Operator: The next question comes from Alex Paris with Barrington Research.
Alex Paris: Most of my questions have been asked and answered, but, so I’ll use my time to kind of dive into Concord a little bit more. You’ve owned it for more than a year now. You bought it on December 1, 2022. You have said before, step one in the acquisition is to first do no harm. And there were some integration activities during the first 12 months. First question, now what in terms of integration? And then the second and related question is, where can margins go on that business? I think at the time of acquisition margins were around 8%.
Troy Anderson: Yes. Thanks, Alex. This is Troy. So, we’re still, we made a great progress last year. We’re super pleased with the acquisition end the performance of the Concord team, Jerome commented on Kevin Crane and him being now the Division President, named officially the Division President and haven’t missed a beat there. So we’re really excited and pleased with the performance of the team. The integration this year are now starting to get into things like payroll and benefits and some of the other financial systems and some of the organizational, you’ll see reference in our press release and in the queue about some realignments we’ve done organizationally and the expense allocation is associated with that. So we’re now really getting into the plumbing of the organization and really more the finance organization, the IT see organization, HR, some of those more central support type functions.
So we’re doing that kind of work, but that’s more background work at this point. And so really it’s now helping them to drive really a growth mindset and then optimization mindset throughout that organization, which they’re embracing wholeheartedly and are bringing great ideas to the table, which then feeds into the second part of your question, which is we continue to believe wholeheartedly and that the team does as well that, that can be a mid-teens margin business. This year, it would be approaching 10%, maybe touch 10%, was 8% or 9% before we bought them in last year. And so over the next 2, 3 years maybe we’ll get solid at the end of the teams and continue to look to drive higher from there. There’s optimizations, there’s leverage from growth, which they really didn’t have a growth profile previously modest growth, but now we’re really taking advantage of the opportunities in the market there with some additional marketing dollars and just change in strategy around marketing, the program expansions.
And so a combination of levers that we believe are available and readily available to really drive that business forward both from a growth and margin expansion perspective.
Jerome Grant: I’ll just make a couple of comments because Troy hit on most of it. When you really think about unlocking the growth potential of Concorde. There are a couple of things that Troy mentioned, which was during a selling process, usually you don’t spend tons of money on your marketing, et cetera. And so unleashing the upside from a marketing and demand generation standpoint is going very, very well. Number 2, the program expansions, those were something that weren’t being invested during the selling process. But now that we’ve taken control. We accelerated the 6 programs that we put into place this year and into the beginning of next year. The last couple of things I’d point to would be, we’re beginning to work very collaboratively with the Concorde leadership team in 2 other areas.

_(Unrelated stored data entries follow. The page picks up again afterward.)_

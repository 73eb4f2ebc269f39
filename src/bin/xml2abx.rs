use apiary::cli::Xml2AbxCli;

fn main() {
    if let Err(e) = Xml2AbxCli::run() {
        eprintln!("Error: {}", e);
        std::process::exit(1);
    }
}
//! Indentation-based reformatting of XML text, backing `abx2xml -p`.

use crate::{AbxError, Result};
use quick_xml::events::Event;
use quick_xml::{Reader, Writer};

/// Re-indent an XML document with four-space indentation.
///
/// Whitespace-only text nodes are dropped and regenerated from the element
/// structure; everything else passes through unchanged.
///
/// # Examples
///
/// ```
/// use apiary::pretty;
///
/// let out = pretty::reformat("<a><b>t</b></a>").unwrap();
/// assert_eq!(out, "<a>\n    <b>t</b>\n</a>");
/// ```
pub fn reformat(xml: &str) -> Result<String> {
    let mut reader = Reader::from_str(xml);
    reader.config_mut().trim_text(true);

    let mut writer = Writer::new_with_indent(Vec::new(), b' ', 4);
    loop {
        match reader.read_event()? {
            Event::Eof => break,
            event => writer
                .write_event(event)
                .map_err(|e| AbxError::XmlParsing(e.to_string()))?,
        }
    }

    String::from_utf8(writer.into_inner())
        .map_err(|_| AbxError::ParseError("Invalid UTF-8 in output".to_string()))
}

One, a place where UTI has really differentiated itself in the market, which is industry alignment and B2B relationships is that we really believe unlocking the power of relationships with folks like Heartland or that we mentioned in the speech and taking off from places like tuition reimbursement and scholarship programs, the deeper partnerships, the kind of things we do at UTI, B2B relationships, training relationships, things along those lines. Those are things that we’re excited about moving forward over the next year. And then the last place where I think is a significant amount of upside and the differentiated that Concorde will have as well is in acceleration of growth within their online programs. Is that prior to the acquisition, Concorde did a great job filling their campuses and really focused on the local community and the programs that were taught on each individual campus and strong outcomes, strong employer connections, really deep embedding into the community, but not particularly strong in online.